BRIEF
Among the entries below, find the lines holding "opponents" and copy them.

DATA FOR THIS EXERCISE

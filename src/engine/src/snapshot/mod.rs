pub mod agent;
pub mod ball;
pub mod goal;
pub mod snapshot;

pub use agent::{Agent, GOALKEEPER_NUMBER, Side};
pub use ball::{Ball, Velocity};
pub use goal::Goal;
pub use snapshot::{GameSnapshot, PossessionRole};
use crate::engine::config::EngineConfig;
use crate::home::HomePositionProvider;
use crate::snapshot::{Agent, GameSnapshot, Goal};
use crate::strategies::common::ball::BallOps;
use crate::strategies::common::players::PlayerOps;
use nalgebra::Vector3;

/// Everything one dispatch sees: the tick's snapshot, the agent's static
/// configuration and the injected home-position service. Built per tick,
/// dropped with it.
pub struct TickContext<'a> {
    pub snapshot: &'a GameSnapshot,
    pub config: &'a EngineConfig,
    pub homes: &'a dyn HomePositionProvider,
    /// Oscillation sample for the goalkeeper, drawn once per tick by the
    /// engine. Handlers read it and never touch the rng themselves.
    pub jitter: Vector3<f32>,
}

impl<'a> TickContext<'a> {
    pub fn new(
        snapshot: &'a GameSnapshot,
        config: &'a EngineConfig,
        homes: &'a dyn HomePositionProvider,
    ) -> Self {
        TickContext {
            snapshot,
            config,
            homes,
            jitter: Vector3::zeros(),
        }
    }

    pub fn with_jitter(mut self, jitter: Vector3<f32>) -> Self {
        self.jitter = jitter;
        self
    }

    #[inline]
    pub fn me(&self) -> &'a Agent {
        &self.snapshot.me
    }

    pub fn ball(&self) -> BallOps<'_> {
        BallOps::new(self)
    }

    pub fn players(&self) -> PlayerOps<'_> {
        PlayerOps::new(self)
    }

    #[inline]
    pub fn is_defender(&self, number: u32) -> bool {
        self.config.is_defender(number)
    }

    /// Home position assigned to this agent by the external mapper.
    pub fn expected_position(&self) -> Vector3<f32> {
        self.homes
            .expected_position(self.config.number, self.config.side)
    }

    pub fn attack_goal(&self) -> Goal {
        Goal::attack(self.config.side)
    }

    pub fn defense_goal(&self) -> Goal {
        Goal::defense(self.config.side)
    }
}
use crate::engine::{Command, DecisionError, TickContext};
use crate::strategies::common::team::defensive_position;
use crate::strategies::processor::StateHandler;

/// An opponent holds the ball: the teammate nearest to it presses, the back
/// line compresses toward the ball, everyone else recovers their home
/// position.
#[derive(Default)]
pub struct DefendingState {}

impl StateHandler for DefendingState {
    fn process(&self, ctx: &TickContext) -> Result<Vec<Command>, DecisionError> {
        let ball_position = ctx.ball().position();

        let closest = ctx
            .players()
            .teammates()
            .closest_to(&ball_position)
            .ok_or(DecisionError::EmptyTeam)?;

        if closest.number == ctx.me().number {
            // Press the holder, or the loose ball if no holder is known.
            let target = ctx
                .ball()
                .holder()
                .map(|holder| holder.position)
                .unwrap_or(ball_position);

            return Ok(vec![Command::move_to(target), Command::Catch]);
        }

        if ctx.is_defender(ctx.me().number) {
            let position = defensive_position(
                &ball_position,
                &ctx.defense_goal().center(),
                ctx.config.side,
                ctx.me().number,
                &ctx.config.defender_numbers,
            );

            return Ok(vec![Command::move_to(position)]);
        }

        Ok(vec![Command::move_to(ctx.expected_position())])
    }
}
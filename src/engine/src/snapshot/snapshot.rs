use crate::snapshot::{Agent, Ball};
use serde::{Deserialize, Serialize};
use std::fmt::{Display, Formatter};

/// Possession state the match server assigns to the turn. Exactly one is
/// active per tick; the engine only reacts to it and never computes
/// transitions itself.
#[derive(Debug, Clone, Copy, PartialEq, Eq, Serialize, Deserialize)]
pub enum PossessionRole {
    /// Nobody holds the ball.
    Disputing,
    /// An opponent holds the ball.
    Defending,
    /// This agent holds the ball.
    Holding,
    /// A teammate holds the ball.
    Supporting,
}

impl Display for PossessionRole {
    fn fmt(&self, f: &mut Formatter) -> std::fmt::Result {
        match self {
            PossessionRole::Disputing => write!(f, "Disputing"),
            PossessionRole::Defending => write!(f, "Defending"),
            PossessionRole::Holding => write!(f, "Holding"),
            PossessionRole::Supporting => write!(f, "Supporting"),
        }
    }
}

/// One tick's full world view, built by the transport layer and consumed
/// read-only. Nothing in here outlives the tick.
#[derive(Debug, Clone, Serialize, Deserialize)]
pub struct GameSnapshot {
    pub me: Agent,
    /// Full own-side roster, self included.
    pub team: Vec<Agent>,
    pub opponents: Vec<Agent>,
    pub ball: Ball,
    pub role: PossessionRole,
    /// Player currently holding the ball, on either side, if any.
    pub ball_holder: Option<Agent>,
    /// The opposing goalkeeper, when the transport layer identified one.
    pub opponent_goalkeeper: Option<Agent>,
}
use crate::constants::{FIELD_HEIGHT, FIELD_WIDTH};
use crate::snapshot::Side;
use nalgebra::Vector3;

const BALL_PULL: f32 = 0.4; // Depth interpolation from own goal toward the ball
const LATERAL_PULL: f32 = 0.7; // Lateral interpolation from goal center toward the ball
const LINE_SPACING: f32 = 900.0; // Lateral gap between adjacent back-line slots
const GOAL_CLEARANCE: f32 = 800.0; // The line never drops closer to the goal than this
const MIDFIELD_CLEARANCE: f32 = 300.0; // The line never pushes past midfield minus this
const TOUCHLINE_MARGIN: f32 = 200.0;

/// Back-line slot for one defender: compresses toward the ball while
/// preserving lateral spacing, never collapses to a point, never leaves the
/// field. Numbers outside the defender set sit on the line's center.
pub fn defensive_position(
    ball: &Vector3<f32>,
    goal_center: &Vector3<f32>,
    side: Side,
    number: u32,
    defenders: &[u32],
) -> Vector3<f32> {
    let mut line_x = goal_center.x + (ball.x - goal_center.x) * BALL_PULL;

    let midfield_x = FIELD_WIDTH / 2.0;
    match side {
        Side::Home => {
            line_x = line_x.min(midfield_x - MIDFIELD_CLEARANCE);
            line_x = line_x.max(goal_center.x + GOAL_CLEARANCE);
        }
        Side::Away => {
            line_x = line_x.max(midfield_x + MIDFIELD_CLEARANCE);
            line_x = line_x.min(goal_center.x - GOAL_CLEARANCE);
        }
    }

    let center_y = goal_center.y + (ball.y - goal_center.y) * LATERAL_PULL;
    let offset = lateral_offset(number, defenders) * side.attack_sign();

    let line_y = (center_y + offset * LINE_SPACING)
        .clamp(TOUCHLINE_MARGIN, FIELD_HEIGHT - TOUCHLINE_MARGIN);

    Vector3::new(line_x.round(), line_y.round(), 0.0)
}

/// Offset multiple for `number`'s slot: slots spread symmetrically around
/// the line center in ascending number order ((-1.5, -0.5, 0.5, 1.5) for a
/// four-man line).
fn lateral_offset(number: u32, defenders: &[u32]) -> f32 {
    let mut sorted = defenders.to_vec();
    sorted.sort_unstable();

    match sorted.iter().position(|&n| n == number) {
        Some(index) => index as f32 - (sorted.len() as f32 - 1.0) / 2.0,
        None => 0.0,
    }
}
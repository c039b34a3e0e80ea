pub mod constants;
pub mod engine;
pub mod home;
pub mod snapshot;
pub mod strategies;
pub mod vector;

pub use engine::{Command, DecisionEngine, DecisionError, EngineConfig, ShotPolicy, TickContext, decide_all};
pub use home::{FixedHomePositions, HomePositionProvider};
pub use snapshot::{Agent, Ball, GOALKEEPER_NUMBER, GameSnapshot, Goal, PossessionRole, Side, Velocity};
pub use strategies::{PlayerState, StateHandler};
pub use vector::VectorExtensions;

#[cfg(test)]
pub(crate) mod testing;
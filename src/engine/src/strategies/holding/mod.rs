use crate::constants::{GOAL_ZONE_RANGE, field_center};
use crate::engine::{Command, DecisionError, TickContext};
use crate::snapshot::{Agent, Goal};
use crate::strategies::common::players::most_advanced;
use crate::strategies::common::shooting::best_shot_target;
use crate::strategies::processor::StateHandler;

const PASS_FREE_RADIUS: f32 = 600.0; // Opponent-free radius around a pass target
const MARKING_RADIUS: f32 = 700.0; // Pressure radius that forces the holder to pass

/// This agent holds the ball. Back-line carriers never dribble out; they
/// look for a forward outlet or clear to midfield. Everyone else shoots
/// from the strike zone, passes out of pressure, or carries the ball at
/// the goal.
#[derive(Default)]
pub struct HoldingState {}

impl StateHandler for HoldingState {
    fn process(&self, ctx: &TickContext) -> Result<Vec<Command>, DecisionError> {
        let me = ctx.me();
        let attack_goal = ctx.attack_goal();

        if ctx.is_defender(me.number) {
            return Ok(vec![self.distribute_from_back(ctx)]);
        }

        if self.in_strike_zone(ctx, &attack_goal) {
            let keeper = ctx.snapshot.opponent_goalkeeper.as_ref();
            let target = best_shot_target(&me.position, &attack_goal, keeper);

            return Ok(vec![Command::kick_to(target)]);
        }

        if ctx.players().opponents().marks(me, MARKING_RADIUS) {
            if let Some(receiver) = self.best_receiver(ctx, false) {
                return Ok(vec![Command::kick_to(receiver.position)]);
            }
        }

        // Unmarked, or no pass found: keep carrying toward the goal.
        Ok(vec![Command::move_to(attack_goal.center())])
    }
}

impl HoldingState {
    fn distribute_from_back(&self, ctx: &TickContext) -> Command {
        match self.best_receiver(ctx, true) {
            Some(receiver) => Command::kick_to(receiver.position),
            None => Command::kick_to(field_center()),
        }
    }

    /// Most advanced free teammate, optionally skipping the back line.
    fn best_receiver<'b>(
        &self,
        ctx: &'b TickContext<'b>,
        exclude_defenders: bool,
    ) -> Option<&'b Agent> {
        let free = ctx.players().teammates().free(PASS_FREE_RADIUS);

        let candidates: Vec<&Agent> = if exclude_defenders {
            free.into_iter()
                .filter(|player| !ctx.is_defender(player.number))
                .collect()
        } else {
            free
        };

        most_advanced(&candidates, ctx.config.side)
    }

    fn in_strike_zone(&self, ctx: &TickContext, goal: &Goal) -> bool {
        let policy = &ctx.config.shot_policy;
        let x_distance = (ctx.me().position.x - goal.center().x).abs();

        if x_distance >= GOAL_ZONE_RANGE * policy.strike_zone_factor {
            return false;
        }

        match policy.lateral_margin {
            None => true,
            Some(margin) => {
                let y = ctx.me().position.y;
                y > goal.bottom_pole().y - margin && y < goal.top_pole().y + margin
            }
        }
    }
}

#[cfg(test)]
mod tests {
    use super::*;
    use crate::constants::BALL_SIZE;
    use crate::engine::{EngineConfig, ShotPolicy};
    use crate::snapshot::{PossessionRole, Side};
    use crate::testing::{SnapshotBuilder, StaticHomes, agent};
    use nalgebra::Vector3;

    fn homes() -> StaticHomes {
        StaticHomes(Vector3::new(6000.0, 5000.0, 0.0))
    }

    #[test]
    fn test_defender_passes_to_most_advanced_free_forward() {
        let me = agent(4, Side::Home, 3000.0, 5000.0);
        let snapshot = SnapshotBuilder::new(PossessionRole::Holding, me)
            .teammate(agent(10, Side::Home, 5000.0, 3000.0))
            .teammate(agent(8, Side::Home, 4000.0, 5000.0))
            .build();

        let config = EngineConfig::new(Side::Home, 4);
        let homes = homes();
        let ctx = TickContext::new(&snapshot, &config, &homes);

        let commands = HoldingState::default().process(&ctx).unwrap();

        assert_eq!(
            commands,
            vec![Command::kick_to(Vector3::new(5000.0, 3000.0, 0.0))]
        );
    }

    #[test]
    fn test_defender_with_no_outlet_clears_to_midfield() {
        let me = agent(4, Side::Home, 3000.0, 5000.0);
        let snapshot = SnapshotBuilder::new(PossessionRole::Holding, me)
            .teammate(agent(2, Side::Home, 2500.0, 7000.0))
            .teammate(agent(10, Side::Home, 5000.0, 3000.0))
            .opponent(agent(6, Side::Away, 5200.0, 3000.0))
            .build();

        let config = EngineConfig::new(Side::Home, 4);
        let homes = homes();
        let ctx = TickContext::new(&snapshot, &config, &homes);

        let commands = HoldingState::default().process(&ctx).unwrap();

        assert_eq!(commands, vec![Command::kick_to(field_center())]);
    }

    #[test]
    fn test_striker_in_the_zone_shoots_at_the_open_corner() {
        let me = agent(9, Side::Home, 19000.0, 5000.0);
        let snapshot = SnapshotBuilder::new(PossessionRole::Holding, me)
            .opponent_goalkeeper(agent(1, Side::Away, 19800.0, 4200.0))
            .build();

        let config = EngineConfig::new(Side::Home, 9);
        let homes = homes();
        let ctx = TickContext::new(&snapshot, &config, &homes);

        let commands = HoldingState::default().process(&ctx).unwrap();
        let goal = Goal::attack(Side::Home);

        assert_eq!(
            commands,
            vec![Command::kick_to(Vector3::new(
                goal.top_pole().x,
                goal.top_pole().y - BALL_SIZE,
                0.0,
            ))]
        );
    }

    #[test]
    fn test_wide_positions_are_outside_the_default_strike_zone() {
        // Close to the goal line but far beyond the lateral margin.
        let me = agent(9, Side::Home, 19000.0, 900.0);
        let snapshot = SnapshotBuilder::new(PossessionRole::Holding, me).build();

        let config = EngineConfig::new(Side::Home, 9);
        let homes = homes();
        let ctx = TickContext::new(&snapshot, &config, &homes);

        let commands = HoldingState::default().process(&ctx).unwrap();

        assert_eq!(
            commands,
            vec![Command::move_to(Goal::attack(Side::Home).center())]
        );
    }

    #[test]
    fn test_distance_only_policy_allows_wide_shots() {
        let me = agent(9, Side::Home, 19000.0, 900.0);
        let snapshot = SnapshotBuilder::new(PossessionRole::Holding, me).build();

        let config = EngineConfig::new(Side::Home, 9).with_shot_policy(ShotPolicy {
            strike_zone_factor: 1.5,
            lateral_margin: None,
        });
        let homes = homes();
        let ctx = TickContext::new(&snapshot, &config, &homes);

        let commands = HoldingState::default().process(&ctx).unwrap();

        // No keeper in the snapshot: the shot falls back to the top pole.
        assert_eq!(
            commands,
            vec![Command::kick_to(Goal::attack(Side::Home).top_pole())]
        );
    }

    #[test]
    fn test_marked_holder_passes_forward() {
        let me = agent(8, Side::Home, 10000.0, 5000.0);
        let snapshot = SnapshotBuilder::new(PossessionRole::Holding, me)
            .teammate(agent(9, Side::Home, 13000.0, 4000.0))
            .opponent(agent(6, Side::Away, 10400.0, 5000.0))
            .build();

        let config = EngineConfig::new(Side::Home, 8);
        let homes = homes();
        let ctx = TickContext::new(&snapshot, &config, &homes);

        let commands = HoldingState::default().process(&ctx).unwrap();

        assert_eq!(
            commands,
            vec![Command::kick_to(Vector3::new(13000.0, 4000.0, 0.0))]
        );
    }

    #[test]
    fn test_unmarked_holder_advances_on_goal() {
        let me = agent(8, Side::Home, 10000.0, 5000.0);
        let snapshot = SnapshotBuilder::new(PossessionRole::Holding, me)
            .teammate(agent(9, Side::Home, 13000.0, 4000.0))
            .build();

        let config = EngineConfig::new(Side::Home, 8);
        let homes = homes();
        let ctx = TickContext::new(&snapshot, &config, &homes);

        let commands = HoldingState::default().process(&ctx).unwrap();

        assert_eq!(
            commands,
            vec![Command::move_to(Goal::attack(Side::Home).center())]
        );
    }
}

TASK RESPONSE
    pub opponents: Vec<Agent>,
        if ctx.players().opponents().marks(me, MARKING_RADIUS) {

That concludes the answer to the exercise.